Unfortunately, this is exactly what has happened to some people who are
pushing the "lean startup" meme as consultantware. You (patio11) are an
inspiration and role model. Thanks for your candour, humility and wisdom. I
doubt we'll ever need that wooden spoon!

------
devinfoley
Great post. Thank you.

There are a lot of people in the business of selling information to would-be
entrepreneurs. Their rallying cry is "never give up!" Sometimes I wonder if
they are only saying "never give up!" because giving up means losing
customers. Not everyone is capable of being an entrepreneur, and some should
give up.

There are some great resources out there on startups, but most of the
information out there reminds me of late night infomercials about how to make
money from home.

------
philk
Good stuff. It seems that every field of endeavor that's difficult to make
headway in and has no clear pathway to success has this kind of industry grow
up around it.

------
pwntifex
As a self-funded startup looking to raise a small angel round without much
traction yet, I am fairly sympathetic to this article. However, I still
wouldn't go as far as calling investments in startups with traction, cash-
flow, and coming from a good personal recommendation "low risk". Most of these
startups will still fail.

I also don't think it's unreasonable for VCs and Angels to use these markers
in determining whether or not to invest. There are still lots of deals
available to VCs and Angels and these are some of the better filters to find
the best ones. If there weren't enough deals available where startups could
provide these metrics, the market would correct itself.

Lastly, while I do agree that the "pay" industry around how to run a startup
doesn't provide much value, I don't see it as too much of a problem. There is
a plethora of really valuable information available for free from successful
entrepreneurs who give back to the community through their blog posts and
talks. You'd have to be a fool to pay to learn how to run a startup when you
can learn all the best advice (from people who have succeeded at it) for free.

------
dpnewman
I like the article.

I think a dominant pattern is to try and put forth gospels from the
experiences of successful startups. All worthwhile to explore, however,
sometimes it starts to feel a bit mechanical.
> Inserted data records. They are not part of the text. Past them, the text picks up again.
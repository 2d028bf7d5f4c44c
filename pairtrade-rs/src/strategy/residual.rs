//! Spread residual between the two legs

use crate::data::PairedPrices;

/// Computes `leg1 - beta * leg2` for synchronized prices
#[derive(Debug, Clone, Copy)]
pub struct ResidualComputer {
    beta: f64,
}

impl ResidualComputer {
    /// Create computer for a fixed hedge ratio
    pub fn new(beta: f64) -> Self {
        Self { beta }
    }

    /// Hedge ratio
    pub fn beta(&self) -> f64 {
        self.beta
    }

    /// Residual of a synchronized pair, `None` if either price is unusable
    pub fn residual(&self, prices: &PairedPrices) -> Option<f64> {
        Self::compute(Some(prices.leg1), Some(prices.leg2), self.beta)
    }

    /// `price1 - beta * price2`; missing, zero or non-finite prices yield `None`
    pub fn compute(price1: Option<f64>, price2: Option<f64>, beta: f64) -> Option<f64> {
        let usable = |p: f64| p.is_finite() && p != 0.0;
        match (price1, price2) {
            (Some(p1), Some(p2)) if usable(p1) && usable(p2) => Some(p1 - beta * p2),
            _ => None,
        }
    }
}
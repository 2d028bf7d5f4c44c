//! Exchange integration module
//!
//! Order requests and the execution port the engine submits them to.

pub mod order;
pub mod sink;

pub use order::*;
pub use sink::*;
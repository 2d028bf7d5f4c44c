//! Pairtrade-RS: a statistical pairs-trading engine
//!
//! Tracks two independently arriving price streams, computes the weighted
//! residual `leg1 - beta * leg2` once both legs are fresh, keeps a bounded
//! rolling window of residuals with incremental mean/variance, derives a
//! z-score and drives a two-leg position state machine.
//!
//! # Features
//!
//! - **Data**: price ticks, per-leg freshness tracking and the pair join
//! - **Indicators**: O(1) rolling mean/variance over the residual window
//! - **Strategy**: residual computation and z-score entry/exit signals
//! - **Portfolio**: signed per-leg exposure, hedge-ratio sizing, protective exit
//! - **Exchange**: order requests and the execution port trait
//! - **Backtesting**: tick replay with simulated fills and performance metrics
//!
//! # Example
//!
//! ```no_run
//! use pairtrade_rs::prelude::*;
//! use chrono::Utc;
//!
//! fn main() -> pairtrade_rs::Result<()> {
//!     let config = EngineConfig::new("KO", "PEP")
//!         .with_period(20)
//!         .with_thresholds(2.0, 0.5);
//!     let sink = |order: &OrderRequest| -> std::result::Result<(), ExecutionError> {
//!         println!("{:?} {} {}", order.side, order.volume, order.symbol);
//!         Ok(())
//!     };
//!     let mut engine = PairsEngine::new(config, RiskConfig::default(), sink)?;
//!     engine.on_leg_update(LegId::Leg1, 61.2, Utc::now())?;
//!     engine.on_leg_update(LegId::Leg2, 171.9, Utc::now())?;
//!     Ok(())
//! }
//! ```

pub mod config;
pub mod data;
pub mod engine;
pub mod error;
pub mod exchange;
pub mod indicators;
pub mod portfolio;
pub mod strategy;
pub mod backtest;

// Re-export commonly used types
pub mod prelude {
    pub use crate::config::*;
    pub use crate::data::*;
    pub use crate::engine::*;
    pub use crate::error::*;
    pub use crate::exchange::*;
    pub use crate::indicators::*;
    pub use crate::portfolio::*;
    pub use crate::strategy::*;
    pub use crate::backtest::*;
}

/// Result type alias
pub type Result<T> = std::result::Result<T, error::EngineError>;
use anyhow::{Context, Result};
use pairtrade_rs::backtest::{BacktestReport, BacktestSession};
use pairtrade_rs::engine::UpdateOutcome;
use tracing::{error, info};
use tracing_subscriber::EnvFilter;

mod config;
mod stream;

use config::RunnerConfig;
use stream::TickStreamer;

fn init_tracing(json: bool) {
    let filter = EnvFilter::try_from_default_env().unwrap_or_else(|_| EnvFilter::new("info"));
    if json {
        tracing_subscriber::fmt().with_env_filter(filter).json().init();
    } else {
        tracing_subscriber::fmt().with_env_filter(filter).init();
    }
}

#[tokio::main]
async fn main() -> Result<(), anyhow::Error> {
    let config = RunnerConfig::from_env()?;
    init_tracing(config.json_logs);

    info!(
        version = env!("CARGO_PKG_VERSION"),
        git_hash = env!("GIT_HASH"),
        git_branch = env!("GIT_BRANCH"),
        "Starting pairtrade runner..."
    );

    // Paper execution: every order fills at the synchronized prices
    let mut session = BacktestSession::new(config.initial_balance, config.engine, config.risk)
        .context("Invalid pairs engine configuration")?;

    let (streamer, mut tick_rx) = TickStreamer::from_file(&config.ticks_file);

    while let Some(tick) = tick_rx.recv().await {
        match session.on_tick(&tick) {
            Ok(Some(UpdateOutcome::Evaluated {
                transition: Some(transition),
                ..
            })) => {
                info!(
                    at = %tick.timestamp,
                    from = %transition.from,
                    to = %transition.to,
                    z_score = transition.z_score,
                    reason = ?transition.reason,
                    "Spread state changed"
                );
            }
            Ok(_) => {}
            Err(err) => {
                error!(
                    error = ?err,
                    signal = %session.engine().signal(),
                    "Tick processing failed"
                );
            }
        }
    }

    let streamed = streamer.finish().await?;
    let engine = session.engine();
    info!(
        ticks = streamed,
        pairs = engine.synchronizer().pairs_emitted(),
        signal = %engine.signal(),
        realized_pnl = engine.position().realized_pnl(),
        "Stream finished"
    );

    let report = BacktestReport::new(session.finish());

    println!("{}", report.format());
    if config.json_logs {
        println!("{}", report.to_json()?);
    }

    Ok(())
}
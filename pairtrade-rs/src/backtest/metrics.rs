//! Backtest performance metrics

use crate::backtest::{BacktestResult, SpreadTrade};
use crate::strategy::SpreadSignal;
use chrono::Duration;

/// Calculate additional metrics from backtest result
pub struct MetricsCalculator;

impl MetricsCalculator {
    /// Percentage of closed trades with positive P&L
    pub fn win_rate(trades: &[SpreadTrade]) -> f64 {
        if trades.is_empty() {
            return 0.0;
        }
        let wins = trades.iter().filter(|t| t.pnl > 0.0).count();
        wins as f64 * 100.0 / trades.len() as f64
    }

    /// Mean P&L of winning trades
    pub fn avg_profit(trades: &[SpreadTrade]) -> f64 {
        mean(trades.iter().map(|t| t.pnl).filter(|pnl| *pnl > 0.0))
    }

    /// Mean P&L of losing trades, negative
    pub fn avg_loss(trades: &[SpreadTrade]) -> f64 {
        mean(trades.iter().map(|t| t.pnl).filter(|pnl| *pnl < 0.0))
    }

    /// Deepest fall of the closed-trade equity curve below its running
    /// peak, as a fraction of that peak
    pub fn max_drawdown(start_balance: f64, trades: &[SpreadTrade]) -> f64 {
        trades
            .iter()
            .scan((start_balance, start_balance), |(equity, peak), trade| {
                *equity += trade.pnl;
                *peak = peak.max(*equity);
                Some(if *peak > 0.0 { (*peak - *equity) / *peak } else { 0.0 })
            })
            .fold(0.0, f64::max)
    }

    /// Per-trade Sharpe ratio of fractional returns, unannualised
    pub fn sharpe_ratio(trades: &[SpreadTrade]) -> f64 {
        if trades.len() < 2 {
            return 0.0;
        }
        let returns = || trades.iter().map(|t| t.pnl_percent / 100.0);
        let avg = mean(returns());
        let std_dev = mean(returns().map(|r| (r - avg).powi(2))).sqrt();
        if std_dev > 0.0 {
            avg / std_dev
        } else {
            0.0
        }
    }

    /// Gross profit over gross loss
    pub fn profit_factor(result: &BacktestResult) -> f64 {
        let gross_loss: f64 = result.trades.iter().filter(|t| t.pnl < 0.0).map(|t| t.pnl).sum();
        if gross_loss == 0.0 {
            return 0.0;
        }
        let gross_profit: f64 = result.trades.iter().filter(|t| t.pnl > 0.0).map(|t| t.pnl).sum();
        gross_profit / gross_loss.abs()
    }

    /// Calculate expectancy
    pub fn expectancy(result: &BacktestResult) -> f64 {
        if result.num_trades == 0 {
            return 0.0;
        }
        (result.win_rate / 100.0 * result.avg_profit)
            - ((100.0 - result.win_rate) / 100.0 * result.avg_loss.abs())
    }

    /// Mean holding time of closed trades
    pub fn avg_trade_duration(result: &BacktestResult) -> Option<Duration> {
        if result.trades.is_empty() {
            return None;
        }
        let total: i64 = result
            .trades
            .iter()
            .map(|t| (t.exit_time - t.entry_time).num_milliseconds())
            .sum();
        Some(Duration::milliseconds(total / result.trades.len() as i64))
    }

    /// Combined P&L of trades entered in one direction
    pub fn pnl_by_direction(result: &BacktestResult, direction: SpreadSignal) -> f64 {
        Self::trades_in(result, direction).map(|t| t.pnl).sum()
    }

    fn trades_in(
        result: &BacktestResult,
        direction: SpreadSignal,
    ) -> impl Iterator<Item = &SpreadTrade> {
        result.trades.iter().filter(move |t| t.direction == direction)
    }
}

fn mean(values: impl Iterator<Item = f64>) -> f64 {
    let (sum, count) = values.fold((0.0, 0usize), |(sum, count), v| (sum + v, count + 1));
    if count == 0 {
        0.0
    } else {
        sum / count as f64
    }
}

#[cfg(test)]
mod tests {
    use super::*;
    use crate::strategy::TransitionReason;
    use chrono::{DateTime, Utc};

    fn trade(direction: SpreadSignal, minutes: i64, pnl: f64) -> SpreadTrade {
        let entry_time: DateTime<Utc> = DateTime::from_timestamp(1_700_000_000, 0).unwrap();
        SpreadTrade {
            direction,
            entry_time,
            exit_time: entry_time + Duration::minutes(minutes),
            entry_z: 2.5,
            exit_z: 0.1,
            exit_reason: TransitionReason::ZScore,
            pnl,
            pnl_percent: pnl / 10.0,
        }
    }

    fn result(trades: Vec<SpreadTrade>) -> BacktestResult {
        let winning = trades.iter().filter(|t| t.pnl > 0.0).count();
        let losing = trades.iter().filter(|t| t.pnl < 0.0).count();
        BacktestResult {
            start_balance: 1_000.0,
            end_balance: 1_000.0 + trades.iter().map(|t| t.pnl).sum::<f64>(),
            total_return: 0.0,
            total_return_percent: 0.0,
            num_trades: trades.len(),
            winning_trades: winning,
            losing_trades: losing,
            win_rate: 0.0,
            avg_profit: 0.0,
            avg_loss: 0.0,
            max_drawdown: 0.0,
            sharpe_ratio: 0.0,
            protective_exits: 0,
            ticks_processed: 0,
            skipped_pairs: 0,
            trades,
        }
    }

    #[test]
    fn test_profit_factor() {
        let r = result(vec![
            trade(SpreadSignal::SpreadLong, 10, 30.0),
            trade(SpreadSignal::SpreadShort, 20, -10.0),
            trade(SpreadSignal::SpreadShort, 30, 10.0),
        ]);
        assert_eq!(MetricsCalculator::profit_factor(&r), 4.0);
        assert_eq!(MetricsCalculator::pnl_by_direction(&r, SpreadSignal::SpreadShort), 0.0);
        assert_eq!(
            MetricsCalculator::avg_trade_duration(&r),
            Some(Duration::minutes(20))
        );
    }

    #[test]
    fn test_trade_statistics() {
        let trades = vec![
            trade(SpreadSignal::SpreadLong, 10, 30.0),
            trade(SpreadSignal::SpreadShort, 20, -10.0),
            trade(SpreadSignal::SpreadShort, 30, 10.0),
            trade(SpreadSignal::SpreadLong, 10, -20.0),
        ];
        assert_eq!(MetricsCalculator::win_rate(&trades), 50.0);
        assert_eq!(MetricsCalculator::avg_profit(&trades), 20.0);
        assert_eq!(MetricsCalculator::avg_loss(&trades), -15.0);
    }

    #[test]
    fn test_max_drawdown_tracks_running_peak() {
        // equity 1000 -> 1100 -> 1045 -> 1155 -> 880
        let trades = vec![
            trade(SpreadSignal::SpreadLong, 1, 100.0),
            trade(SpreadSignal::SpreadLong, 1, -55.0),
            trade(SpreadSignal::SpreadLong, 1, 110.0),
            trade(SpreadSignal::SpreadLong, 1, -275.0),
        ];
        let drawdown = MetricsCalculator::max_drawdown(1_000.0, &trades);
        assert!((drawdown - 275.0 / 1_155.0).abs() < 1e-12);
        assert_eq!(MetricsCalculator::max_drawdown(1_000.0, &trades[..1]), 0.0);
    }

    #[test]
    fn test_sharpe_ratio() {
        // returns 0.3 and -0.1: mean 0.1, population std 0.2
        let trades = vec![
            trade(SpreadSignal::SpreadLong, 1, 300.0),
            trade(SpreadSignal::SpreadShort, 1, -100.0),
        ];
        assert!((MetricsCalculator::sharpe_ratio(&trades) - 0.5).abs() < 1e-12);
        assert_eq!(MetricsCalculator::sharpe_ratio(&trades[..1]), 0.0);
    }

    #[test]
    fn test_no_trades() {
        let r = result(Vec::new());
        assert_eq!(MetricsCalculator::win_rate(&r.trades), 0.0);
        assert_eq!(MetricsCalculator::avg_loss(&r.trades), 0.0);
        assert_eq!(MetricsCalculator::max_drawdown(1_000.0, &r.trades), 0.0);
        assert_eq!(MetricsCalculator::profit_factor(&r), 0.0);
        assert_eq!(MetricsCalculator::expectancy(&r), 0.0);
        assert_eq!(MetricsCalculator::avg_trade_duration(&r), None);
    }
}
Each context is so unique. I
tend to think that there are so many potential paths, and agility is in part
being creative with carving your own.

------
F_J_H
Good post. I have had similar thoughts lately, but have never taken the time
to articulate them. The analogy to the writing industry is a very good one.

I once heard that the people who did best during the gold rushes of previous
centuries were those who sold picks, shovels and gold pans to all those with
the big dreams of striking it rich…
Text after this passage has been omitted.